In this technical note, we address an unresolved challenge in neuroimaging statistics: how to determine which of several datasets is the best for inferring neuronal responses. Comparisons of this kind are important for experimenters when choosing an imaging protocol-and for developers of new acquisition methods. However, the hypothesis that one dataset is better than another cannot be tested using conventional statistics (based on likelihood ratios), as these require the data to be the same under each hypothesis. Here we present Bayesian data comparison (BDC), a principled framework for evaluating the quality of functional imaging data, in terms of the precision with which neuronal connectivity parameters can be estimated and competing models can be disambiguated. For each of several candidate datasets, neuronal responses are modeled using Bayesian (probabilistic) forward models, such as General Linear Models (GLMs) or Dynamic Casual Models (DCMs). Next, the parameters from subject-specific models are summarized at the group level using a Bayesian GLM. A series of measures, which we introduce here, are then used to evaluate each dataset in terms of the precision of (group-level) parameter estimates and the ability of the data to distinguish similar models. To exemplify the approach, we compared four datasets that were acquired in a study evaluating multiband fMRI acquisition schemes, and we used simulations to establish the face validity of the comparison measures. To enable people to reproduce these analyses using their own data and experimental paradigms, we provide general-purpose Matlab code via the SPM software.

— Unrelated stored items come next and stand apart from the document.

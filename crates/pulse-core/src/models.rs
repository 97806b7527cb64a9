//! Domain models for Pulse
//!
//! Every type here validates at construction and is immutable afterwards:
//! - `Metric`: one day's sales observation
//! - `SalesDataset`: a bounded, ordered set of metrics for one period
//! - `AnalysisResult`: the one validated output shape shared by all analyzers
//!
//! The wire types (`SalesAnalysisRequest`, `AnalysisResponse`) map the JSON
//! contract onto these models.

use chrono::{NaiveDate, Weekday};
use serde::{Deserialize, Serialize};

use crate::error::ValidationError;

/// Minimum number of metrics needed for an analysis
pub const MIN_METRICS: usize = 2;

/// Allowed number of insights in a result
pub const MIN_INSIGHTS: usize = 2;
pub const MAX_INSIGHTS: usize = 5;

// ============================================================================
// Weekdays
// ============================================================================

/// English full name for a weekday (e.g. "Monday")
pub fn weekday_name(day: Weekday) -> &'static str {
    match day {
        Weekday::Mon => "Monday",
        Weekday::Tue => "Tuesday",
        Weekday::Wed => "Wednesday",
        Weekday::Thu => "Thursday",
        Weekday::Fri => "Friday",
        Weekday::Sat => "Saturday",
        Weekday::Sun => "Sunday",
    }
}

/// Parse an English weekday name, case-insensitive. Accepts full names and
/// three-letter abbreviations.
pub fn parse_weekday(s: &str) -> Option<Weekday> {
    match s.trim().to_lowercase().as_str() {
        "monday" | "mon" => Some(Weekday::Mon),
        "tuesday" | "tue" => Some(Weekday::Tue),
        "wednesday" | "wed" => Some(Weekday::Wed),
        "thursday" | "thu" => Some(Weekday::Thu),
        "friday" | "fri" => Some(Weekday::Fri),
        "saturday" | "sat" => Some(Weekday::Sat),
        "sunday" | "sun" => Some(Weekday::Sun),
        _ => None,
    }
}

/// Parse an ISO-8601 calendar date (YYYY-MM-DD)
pub(crate) fn parse_date(field: &'static str, value: &str) -> Result<NaiveDate, ValidationError> {
    NaiveDate::parse_from_str(value.trim(), "%Y-%m-%d").map_err(|_| {
        ValidationError::InvalidDate {
            field,
            value: value.to_string(),
        }
    })
}

// ============================================================================
// Metric
// ============================================================================

/// One day's sales observation
#[derive(Debug, Clone, PartialEq, Serialize)]
pub struct Metric {
    date: NaiveDate,
    revenue: f64,
    transactions: u64,
    /// Average order value
    ticket: f64,
}

impl Metric {
    /// Create a metric, rejecting negative or non-finite values
    pub fn new(
        date: NaiveDate,
        revenue: f64,
        transactions: i64,
        ticket: f64,
    ) -> Result<Self, ValidationError> {
        if !revenue.is_finite() || revenue < 0.0 {
            return Err(ValidationError::InvalidRevenue(revenue));
        }
        if transactions < 0 {
            return Err(ValidationError::InvalidTransactions(transactions));
        }
        if !ticket.is_finite() || ticket < 0.0 {
            return Err(ValidationError::InvalidTicket(ticket));
        }

        Ok(Self {
            date,
            revenue,
            transactions: transactions as u64,
            ticket,
        })
    }

    pub fn date(&self) -> NaiveDate {
        self.date
    }

    pub fn revenue(&self) -> f64 {
        self.revenue
    }

    pub fn transactions(&self) -> u64 {
        self.transactions
    }

    pub fn ticket(&self) -> f64 {
        self.ticket
    }

    pub fn weekday(&self) -> Weekday {
        use chrono::Datelike;
        self.date.weekday()
    }
}

/// Metric as received from outside, before validation
#[derive(Debug, Clone, Default, Deserialize, Serialize)]
pub struct RawMetric {
    #[serde(default)]
    pub date: Option<String>,
    #[serde(default)]
    pub revenue: Option<f64>,
    #[serde(default)]
    pub transactions: Option<i64>,
    #[serde(default)]
    pub ticket: Option<f64>,
}

impl RawMetric {
    /// Ticket to store: derived as revenue / transactions when missing or zero
    pub fn resolved_ticket(&self) -> f64 {
        match (self.ticket, self.revenue, self.transactions) {
            (Some(t), _, _) if t != 0.0 => t,
            (_, Some(revenue), Some(transactions)) if transactions > 0 => {
                revenue / transactions as f64
            }
            _ => 0.0,
        }
    }

    fn into_metric(self) -> Result<Metric, ValidationError> {
        let date = match self.date.as_deref() {
            Some(d) if !d.trim().is_empty() => parse_date("date", d)?,
            _ => return Err(ValidationError::MissingMetricDate),
        };
        let revenue = self.revenue.ok_or(ValidationError::MissingRevenue)?;
        let transactions = self.transactions.ok_or(ValidationError::MissingTransactions)?;
        let ticket = self.resolved_ticket();
        Metric::new(date, revenue, transactions, ticket)
    }
}

// ============================================================================
// SalesDataset
// ============================================================================

/// A validated, date-bounded, ordered collection of metrics
#[derive(Debug, Clone, PartialEq)]
pub struct SalesDataset {
    timezone: String,
    period_start: NaiveDate,
    period_end: NaiveDate,
    metrics: Vec<Metric>,
}

impl SalesDataset {
    /// Build a dataset from already-constructed metrics
    pub fn new(
        timezone: &str,
        period_start: NaiveDate,
        period_end: NaiveDate,
        metrics: Vec<Metric>,
    ) -> Result<Self, ValidationError> {
        let timezone = validate_timezone(timezone)?;
        validate_metric_count(metrics.len())?;
        Self::assemble(timezone, period_start, period_end, metrics)
    }

    /// Build a dataset from untyped input
    ///
    /// Rules are checked in a fixed order and the first broken one is
    /// returned: timezone, period start, period end, metric count, each
    /// metric's fields, period order, metric dates within the period.
    pub fn from_raw(
        timezone: Option<&str>,
        period_start: Option<&str>,
        period_end: Option<&str>,
        metrics: Vec<RawMetric>,
    ) -> Result<Self, ValidationError> {
        let timezone = validate_timezone(timezone.unwrap_or_default())?;

        let period_start = match period_start {
            Some(s) if !s.trim().is_empty() => parse_date("period_start", s)?,
            _ => return Err(ValidationError::MissingPeriodStart),
        };
        let period_end = match period_end {
            Some(s) if !s.trim().is_empty() => parse_date("period_end", s)?,
            _ => return Err(ValidationError::MissingPeriodEnd),
        };

        validate_metric_count(metrics.len())?;

        let metrics = metrics
            .into_iter()
            .enumerate()
            .map(|(index, raw)| {
                raw.into_metric()
                    .map_err(|e| ValidationError::InvalidMetric {
                        index,
                        source: Box::new(e),
                    })
            })
            .collect::<Result<Vec<_>, _>>()?;

        Self::assemble(timezone, period_start, period_end, metrics)
    }

    fn assemble(
        timezone: String,
        period_start: NaiveDate,
        period_end: NaiveDate,
        metrics: Vec<Metric>,
    ) -> Result<Self, ValidationError> {
        if period_start > period_end {
            return Err(ValidationError::PeriodInverted {
                start: period_start,
                end: period_end,
            });
        }

        if let Some(outside) = metrics
            .iter()
            .find(|m| m.date < period_start || m.date > period_end)
        {
            return Err(ValidationError::MetricOutOfPeriod {
                date: outside.date,
                start: period_start,
                end: period_end,
            });
        }

        Ok(Self {
            timezone,
            period_start,
            period_end,
            metrics,
        })
    }

    pub fn timezone(&self) -> &str {
        &self.timezone
    }

    pub fn period_start(&self) -> NaiveDate {
        self.period_start
    }

    pub fn period_end(&self) -> NaiveDate {
        self.period_end
    }

    /// Metrics in input order
    pub fn metrics(&self) -> &[Metric] {
        &self.metrics
    }

    pub fn len(&self) -> usize {
        self.metrics.len()
    }

    /// Always false for a constructed dataset
    pub fn is_empty(&self) -> bool {
        self.metrics.is_empty()
    }

    /// Whether a date is one of the observed metric dates
    pub fn contains_date(&self, date: NaiveDate) -> bool {
        self.metrics.iter().any(|m| m.date == date)
    }
}

fn validate_timezone(timezone: &str) -> Result<String, ValidationError> {
    let trimmed = timezone.trim();
    if trimmed.is_empty() {
        return Err(ValidationError::MissingTimezone);
    }
    Ok(trimmed.to_string())
}

fn validate_metric_count(count: usize) -> Result<(), ValidationError> {
    if count == 0 {
        return Err(ValidationError::NoMetrics);
    }
    if count < MIN_METRICS {
        return Err(ValidationError::TooFewMetrics(count));
    }
    Ok(())
}

// ============================================================================
// AnalysisResult
// ============================================================================

/// The validated outcome of an analysis, whichever analyzer produced it
///
/// `best_weekday` is not cross-checked against `best_date`: the heuristic
/// picks them independently and AI replies are taken as given.
#[derive(Debug, Clone, PartialEq)]
pub struct AnalysisResult {
    best_date: NaiveDate,
    best_weekday: Weekday,
    score: f64,
    reason: String,
    volatility: f64,
    insights: Vec<String>,
}

impl AnalysisResult {
    pub fn new(
        best_date: NaiveDate,
        best_weekday: Weekday,
        score: f64,
        reason: &str,
        volatility: f64,
        insights: Vec<String>,
    ) -> Result<Self, ValidationError> {
        if !(0.0..=1.0).contains(&score) {
            return Err(ValidationError::ScoreOutOfRange(score));
        }

        let reason = reason.trim();
        if reason.is_empty() {
            return Err(ValidationError::EmptyReason);
        }

        if !(0.0..=1.0).contains(&volatility) {
            return Err(ValidationError::VolatilityOutOfRange(volatility));
        }

        if !(MIN_INSIGHTS..=MAX_INSIGHTS).contains(&insights.len()) {
            return Err(ValidationError::InsightCount(insights.len()));
        }
        let insights = insights
            .iter()
            .enumerate()
            .map(|(i, insight)| {
                let trimmed = insight.trim();
                if trimmed.is_empty() {
                    Err(ValidationError::EmptyInsight(i))
                } else {
                    Ok(trimmed.to_string())
                }
            })
            .collect::<Result<Vec<_>, _>>()?;

        Ok(Self {
            best_date,
            best_weekday,
            score,
            reason: reason.to_string(),
            volatility,
            insights,
        })
    }

    pub fn best_date(&self) -> NaiveDate {
        self.best_date
    }

    pub fn best_weekday(&self) -> Weekday {
        self.best_weekday
    }

    pub fn score(&self) -> f64 {
        self.score
    }

    pub fn reason(&self) -> &str {
        &self.reason
    }

    pub fn volatility(&self) -> f64 {
        self.volatility
    }

    pub fn insights(&self) -> &[String] {
        &self.insights
    }
}

/// Which analyzer produced a result
#[derive(Debug, Clone, PartialEq, Eq)]
pub enum AnalysisSource {
    /// External AI provider
    Ai { provider: String, model: String },
    /// Local day-of-week heuristic
    Heuristic,
}

impl AnalysisSource {
    pub fn is_ai(&self) -> bool {
        matches!(self, AnalysisSource::Ai { .. })
    }
}

impl std::fmt::Display for AnalysisSource {
    fn fmt(&self, f: &mut std::fmt::Formatter<'_>) -> std::fmt::Result {
        match self {
            AnalysisSource::Ai { provider, model } => write!(f, "ai ({}, {})", provider, model),
            AnalysisSource::Heuristic => write!(f, "heuristic"),
        }
    }
}

// ============================================================================
// Wire types
// ============================================================================

/// Inbound analysis request
///
/// Fields default to empty so that missing values surface as validation
/// errors naming the rule, rather than as deserialization failures.
#[derive(Debug, Clone, Default, Deserialize, Serialize)]
pub struct SalesAnalysisRequest {
    #[serde(default)]
    pub timezone: Option<String>,
    #[serde(default)]
    pub period_start: Option<String>,
    #[serde(default)]
    pub period_end: Option<String>,
    #[serde(default)]
    pub metrics: Vec<RawMetric>,
}

impl SalesAnalysisRequest {
    pub fn into_dataset(self) -> Result<SalesDataset, ValidationError> {
        SalesDataset::from_raw(
            self.timezone.as_deref(),
            self.period_start.as_deref(),
            self.period_end.as_deref(),
            self.metrics,
        )
    }
}

/// Outbound analysis response
#[derive(Debug, Clone, PartialEq, Serialize, Deserialize)]
pub struct AnalysisResponse {
    pub best_day_date: String,
    pub best_day_weekday: String,
    pub score: f64,
    pub reason: String,
    pub volatility: f64,
    pub insights: Vec<String>,
}

impl From<&AnalysisResult> for AnalysisResponse {
    fn from(result: &AnalysisResult) -> Self {
        Self {
            best_day_date: result.best_date().format("%Y-%m-%d").to_string(),
            best_day_weekday: weekday_name(result.best_weekday()).to_string(),
            score: result.score(),
            reason: result.reason().to_string(),
            volatility: result.volatility(),
            insights: result.insights().to_vec(),
        }
    }
}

在本技术说明中,我们探讨了神经影像统计学中一个尚未解决的挑战:如何确定几个数据集中哪一个最适合推断神经元反应。对于实验者在选择成像方案时以及新采集方法的开发者而言,此类比较至关重要。然而,一个数据集比另一个更好这一假设无法使用传统统计学(基于似然比)进行检验,因为这些方法要求在每个假设下数据是相同的。在此,我们提出贝叶斯数据比较(BDC),这是一个从神经元连接参数估计的精度以及竞争模型区分能力的角度评估功能成像数据质量的原则性框架。对于几个候选数据集中的每一个,使用贝叶斯(概率)正向模型(如一般线性模型(GLMs)或动态因果模型(DCMs))对神经元反应进行建模。接下来,使用贝叶斯GLM在组水平上汇总来自个体特异性模型的参数。然后,我们在此介绍的一系列度量用于根据(组水平)参数估计的精度和数据区分相似模型的能力来评估每个数据集。为举例说明该方法,我们比较了在一项评估多频段功能磁共振成像采集方案的研究中获取的四个数据集,并使用模拟来确定比较度量的表面效度。为使人们能够使用自己的数据和实验范式重现这些分析,我们通过SPM软件提供通用的Matlab代码。